Assuming standard Fréchet margins is a choice, meaning that other margins can be assumed. In general, we can apply increasing affine transformations to each margin and consider the sequence of random vectors \[\left(\frac{M_{x,n}-b_{x,n}}{a_{x,n}},\frac{M_{y,n}-b_{y,n}}{a_{y,n}}\right).\] As in the univariate case, the specific form of the normalising constant \(a_{x,n}, b_{x,n},a_{y,n}\) and \(b_{y,n}\) will depend on the distribution of the original variables \(X_i, Y_i\). The particular choice is not so important from an asymptotic point of view, but some useful properties can be more easily studied from a specific selection. Popular choices include exponential, Gumbel, uniform, and Weibull distributions. Examples of other margins employed in the literature can be found in Beirlant et al. (2004).
If \(H\) is differentiable, the spectral density is denoted by \(h(w) = \frac{\text{d}H(w)}{\text{d} w}\).
All the information about extremal dependence is contained in the spectral distribution \(H\) (or equivalently in the measure \(V\)).

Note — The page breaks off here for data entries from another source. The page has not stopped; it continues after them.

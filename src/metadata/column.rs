// Column Reference Model
//
// This module defines column and table descriptors, and the TblColRef handle
// used as a map/set key throughout query contexts and digests.

use std::cmp::Ordering;
use std::fmt;
use std::hash::{Hash, Hasher};
use serde::{Serialize, Deserialize};

use super::types::DataType;

/// A column as declared by a source table
#[derive(Debug, Clone, PartialEq, Eq, Hash, Serialize, Deserialize)]
pub struct ColumnDesc {
    /// Column name
    name: String,
    /// Declared type
    data_type: DataType,
}

impl ColumnDesc {
    /// Create a new column descriptor
    pub fn new(name: impl Into<String>, data_type: DataType) -> Self {
        ColumnDesc {
            name: name.into(),
            data_type,
        }
    }

    /// Get the column name
    pub fn name(&self) -> &str {
        &self.name
    }

    /// Get the declared data type
    pub fn data_type(&self) -> DataType {
        self.data_type
    }
}

/// A source table and its columns
#[derive(Debug, Clone, PartialEq, Eq, Serialize, Deserialize)]
pub struct TableDesc {
    /// Fully qualified table identity, e.g. `DEFAULT.SALES`
    name: String,
    columns: Vec<ColumnDesc>,
}

impl TableDesc {
    /// Create a new table descriptor
    pub fn new(name: impl Into<String>, columns: Vec<ColumnDesc>) -> Self {
        TableDesc {
            name: name.into(),
            columns,
        }
    }

    /// Get the table identity
    pub fn name(&self) -> &str {
        &self.name
    }

    /// Get all columns in declaration order
    pub fn columns(&self) -> &[ColumnDesc] {
        &self.columns
    }

    /// Find a column by name (case-insensitive, like SQL identifiers)
    pub fn find_column(&self, name: &str) -> Option<&ColumnDesc> {
        self.columns.iter().find(|c| c.name.eq_ignore_ascii_case(name))
    }
}

/// Reference to a column through a table alias.
///
/// Identity is the (table alias, column name) pair: two references to the
/// same physical column through different aliases are different keys, which
/// is what self-joins and repeated lookup tables need.
#[derive(Debug, Clone, Serialize, Deserialize)]
pub struct TblColRef {
    /// Alias the column is reached through
    table_alias: String,
    /// Identity of the table the alias resolves to
    table: String,
    /// Column descriptor
    column: ColumnDesc,
}

impl TblColRef {
    /// Create a reference to `column` of `table` through `table_alias`
    pub fn new(table_alias: impl Into<String>, table: impl Into<String>, column: ColumnDesc) -> Self {
        TblColRef {
            table_alias: table_alias.into(),
            table: table.into(),
            column,
        }
    }

    /// Shorthand for a reference whose alias is the table's own name
    pub fn of_table(table: &TableDesc, column: &str) -> Option<Self> {
        let col = table.find_column(column)?;
        Some(TblColRef::new(table.name(), table.name(), col.clone()))
    }

    pub fn table_alias(&self) -> &str {
        &self.table_alias
    }

    pub fn table(&self) -> &str {
        &self.table
    }

    pub fn name(&self) -> &str {
        self.column.name()
    }

    pub fn column(&self) -> &ColumnDesc {
        &self.column
    }

    pub fn data_type(&self) -> DataType {
        self.column.data_type()
    }

    /// Same column reached through a different alias
    pub fn with_alias(&self, table_alias: impl Into<String>) -> Self {
        TblColRef {
            table_alias: table_alias.into(),
            table: self.table.clone(),
            column: self.column.clone(),
        }
    }
}

impl PartialEq for TblColRef {
    fn eq(&self, other: &Self) -> bool {
        self.table_alias == other.table_alias && self.column.name() == other.column.name()
    }
}

impl Eq for TblColRef {}

impl Hash for TblColRef {
    fn hash<H: Hasher>(&self, state: &mut H) {
        self.table_alias.hash(state);
        self.column.name().hash(state);
    }
}

impl PartialOrd for TblColRef {
    fn partial_cmp(&self, other: &Self) -> Option<Ordering> {
        Some(self.cmp(other))
    }
}

impl Ord for TblColRef {
    fn cmp(&self, other: &Self) -> Ordering {
        self.table_alias
            .cmp(&other.table_alias)
            .then_with(|| self.column.name().cmp(other.column.name()))
    }
}

impl fmt::Display for TblColRef {
    fn fmt(&self, f: &mut fmt::Formatter<'_>) -> fmt::Result {
        write!(f, "{}.{}", self.table_alias, self.column.name())
    }
}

Another equivalent way to characterise it is through the so-called Pickands’ dependence function \(A\) defined as \[\begin{equation}\label{eq:pickands} A_H(w) = V_H({w^{-1},(1-w)^{-1}}),\quad w\in[0,1]. \end{equation}\] We can see from \(\eqref{eq:pickands}\) that there is a one-to-one mapping between \(A\), \(V\) and \(H\). Indeed, we can express \(V\) as \[V_H(x,y) = \left(\frac{1}{x}+\frac{1}{y}\right)A_H\left(\frac{y}{x+y}\right),\quad x,y>0.\] Additionally, \(V\) and \(A\) have the following properties:
Exercise 1. Show the max-stability property: \({G_H(tx, ty)}^t = G_H(x,y)\), for \(x,y,t>0\).
Solution. \[{G_H(tx, ty)}^t = \exp\{-tV_H(tx,ty)\} = \exp\{-V_H(x,y)\} = G_H(x,y)\] The second equality is due to the homogeneity of order -1 propoperty of \(V_H\).
The main goal of bivariate extremes is to characterise the extremal dependence between variables. Before we further describe extremal dependence, let’s study the two boundary cases of dependence: independence and perfect dependence.
Solution. \[\begin{align*} V_H(x,y) &= 2 \max\left(\frac{0.5}{x},\frac{0.5}{y}\right) = \max\left({x}^{-1},{y}^{-1}\right)// G_H(x,y) &= \exp\{-\max\left({x}^{-1},{y}^{-1}\right)\}\\ A_H(w) &= V_H(w^{-1},(1-w)^{-1}) = \max\left(w,1-w\right) \end{align*}\]
Between these two boundary cases, the extremes of \(X\) and \(Y\) can exhibit different types of asymptotic (in)dependence. In the following section, we provide easily interpretable coefficients to characterise the level of extremal dependence of pairs of variables.
One way to measure the strength of extremal dependence is through the limiting conditional probability \[\chi = \lim_{u\to 1}\text{Pr}\{F_X(X)>u\mid F_Y(Y)>u\}.\] Intuitively, \(\chi\) is the probability that \(X\) is extreme given that \(Y\) is extreme. Clearly, \(0\leq\chi\leq1\) and we have the following cases:
If \(\chi = 0\), the variables \(X\) and \(Y\) are said to be asymptotically independent (AI).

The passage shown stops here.